I can speak from the arena of gender studies when discussing how socio-politics forms many research questions today. We have a tendency to assume that cultures around the world and across time have the same social identities that we in the West have. Archaeologists are starting to discover, since the feminist waves of the 1980’s, that gender dichotomies (men do this, women do that; men are public, women are private) are not necessarily found elsewhere. In fact, even in state societies women are not always dominated by men. Thinking of these social roles as inevitable leads to a misinterpretation of the past, and only seeks to uncover the hidden biases of the researcher. Though we strive to be objective in science, it is better to understand that everyone has preconceived secret notions of how the world ought to operate.

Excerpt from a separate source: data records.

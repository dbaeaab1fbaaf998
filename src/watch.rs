//! Polling watcher for folders a sequencer is still writing into.
//!
//! Each scan walks the watched roots and yields the `.fast5` files not seen
//! before. A file is yielded once, however many scans see it.

use std::collections::HashSet;
use std::io;
use std::path::{Path, PathBuf};
use std::thread::{self, JoinHandle};
use std::time::Duration;

use crossbeam_channel::{tick, Sender};
use log::{debug, info, warn};
use walkdir::WalkDir;

use crate::runner::{is_fast5, CancellationToken};

#[derive(Debug, Clone)]
pub struct WatchConfig {
    pub roots: Vec<PathBuf>,
    pub poll_interval: Duration,
    /// Ignore files lying directly in a root
    pub skip_root: bool,
    /// Ignore files whose name starts with `<prefix>.`
    pub ignore_prefix: Option<String>,
}

impl WatchConfig {
    pub const DEFAULT_POLL_INTERVAL_MS: u64 = 1000;

    pub fn new(roots: Vec<PathBuf>) -> Self {
        Self {
            roots,
            poll_interval: Duration::from_millis(Self::DEFAULT_POLL_INTERVAL_MS),
            skip_root: false,
            ignore_prefix: None,
        }
    }

    pub fn with_poll_interval(mut self, interval: Duration) -> Self {
        self.poll_interval = interval;
        self
    }

    pub fn with_skip_root(mut self, skip_root: bool) -> Self {
        self.skip_root = skip_root;
        self
    }

    pub fn with_ignore_prefix(mut self, prefix: Option<String>) -> Self {
        self.ignore_prefix = prefix.filter(|p| !p.is_empty());
        self
    }
}

/// Watched folders and the files already handed out.
///
/// Watching is one-shot: a path is yielded at most once per session, even if
/// it changes afterwards or its job fails. A read the sequencer was still
/// writing when it was queued has to be shrunk again in batch mode.
pub struct ReadsFolder {
    config: WatchConfig,
    seen: HashSet<PathBuf>,
}

impl ReadsFolder {
    pub fn new(config: WatchConfig) -> Self {
        Self {
            config,
            seen: HashSet::new(),
        }
    }

    pub fn roots(&self) -> &[PathBuf] {
        &self.config.roots
    }

    fn ignored(&self, path: &Path) -> bool {
        let Some(prefix) = &self.config.ignore_prefix else {
            return false;
        };
        path.file_name()
            .and_then(|n| n.to_str())
            .is_some_and(|n| n.starts_with(&format!("{}.", prefix)))
    }

    /// Files that appeared since the previous scan, sorted
    pub fn scan(&mut self) -> Vec<PathBuf> {
        let mut found = Vec::new();
        for root in &self.config.roots {
            for entry in WalkDir::new(root).follow_links(true) {
                let entry = match entry {
                    Ok(entry) => entry,
                    Err(e) => {
                        debug!("Skipping entry under {}: {}", root.display(), e);
                        continue;
                    }
                };
                if !entry.file_type().is_file() || !is_fast5(entry.path()) {
                    continue;
                }
                if self.config.skip_root && entry.depth() == 1 {
                    continue;
                }
                if self.ignored(entry.path()) {
                    continue;
                }
                found.push(entry.into_path());
            }
        }
        found.sort();
        found.dedup();
        found.retain(|path| self.seen.insert(path.clone()));
        found
    }

    /// Scan every poll interval on a background thread, sending new files to
    /// `queue` until `token` trips or the receiver goes away. The thread
    /// returns how many files it queued.
    pub fn spawn(mut self, queue: Sender<PathBuf>, token: CancellationToken) -> io::Result<JoinHandle<usize>> {
        thread::Builder::new()
            .name("poreshrink-watch".to_string())
            .spawn(move || {
                for root in self.roots() {
                    info!("Watching {}", root.display());
                }
                let ticker = tick(self.config.poll_interval);
                let mut queued = 0;
                'watch: loop {
                    for path in self.scan() {
                        debug!("Queued {}", path.display());
                        if queue.send(path).is_err() {
                            warn!("Job queue closed, stopping watcher");
                            break 'watch;
                        }
                        queued += 1;
                    }
                    if token.is_cancelled() || ticker.recv().is_err() || token.is_cancelled() {
                        break;
                    }
                }
                debug!("Watcher queued {} files", queued);
                queued
            })
    }
}

#[cfg(test)]
mod tests {
    use super::*;
    use std::fs;
    use tempfile::tempdir;

    #[test]
    fn test_each_file_seen_once() {
        let dir = tempdir().unwrap();
        fs::write(dir.path().join("a.fast5"), b"").unwrap();
        let mut folder = ReadsFolder::new(WatchConfig::new(vec![dir.path().to_path_buf()]));

        assert_eq!(folder.scan(), vec![dir.path().join("a.fast5")]);
        assert!(folder.scan().is_empty());

        fs::write(dir.path().join("b.fast5"), b"").unwrap();
        fs::write(dir.path().join("b.fast5.tmp"), b"").unwrap();
        assert_eq!(folder.scan(), vec![dir.path().join("b.fast5")]);
    }

    #[test]
    fn test_rewritten_file_not_requeued() {
        let dir = tempdir().unwrap();
        let path = dir.path().join("a.fast5");
        fs::write(&path, b"partial").unwrap();
        let mut folder = ReadsFolder::new(WatchConfig::new(vec![dir.path().to_path_buf()]));
        assert_eq!(folder.scan(), vec![path.clone()]);

        fs::write(&path, b"partial and finished").unwrap();
        assert!(folder.scan().is_empty());
    }

    #[test]
    fn test_skip_root_and_prefix() {
        let dir = tempdir().unwrap();
        fs::create_dir(dir.path().join("0")).unwrap();
        fs::write(dir.path().join("landing.fast5"), b"").unwrap();
        fs::write(dir.path().join("0/read.fast5"), b"").unwrap();
        fs::write(dir.path().join("0/copy.read.fast5"), b"").unwrap();

        let config = WatchConfig::new(vec![dir.path().to_path_buf()])
            .with_skip_root(true)
            .with_ignore_prefix(Some("copy".to_string()));
        let mut folder = ReadsFolder::new(config);
        assert_eq!(folder.scan(), vec![dir.path().join("0/read.fast5")]);

        fs::write(dir.path().join("later.fast5"), b"").unwrap();
        assert!(folder.scan().is_empty());
    }
}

At risk of coming off as a flaming Marxist...
ReplyDeleteThis last section of Mismeasure only simplifies the previous 400 pages and specifically tailors it to the social justice principles which stand against propaganda like The Bell Curve. There is no new information supplied by Gould and it was almost as if the essays could have been copied and pasted out of the bulk of the book and assembled into more a digestible journalistic format. This is in no way a knock on Gould, rather it should be seen as a compliment because the true genius of his work is that it is simply well done, both logically and stylistically. The motives of Hernsteinn, Murray and others is power and control, whether this is conscious or subconscious this does not appear to change, only the vessels toting the message do.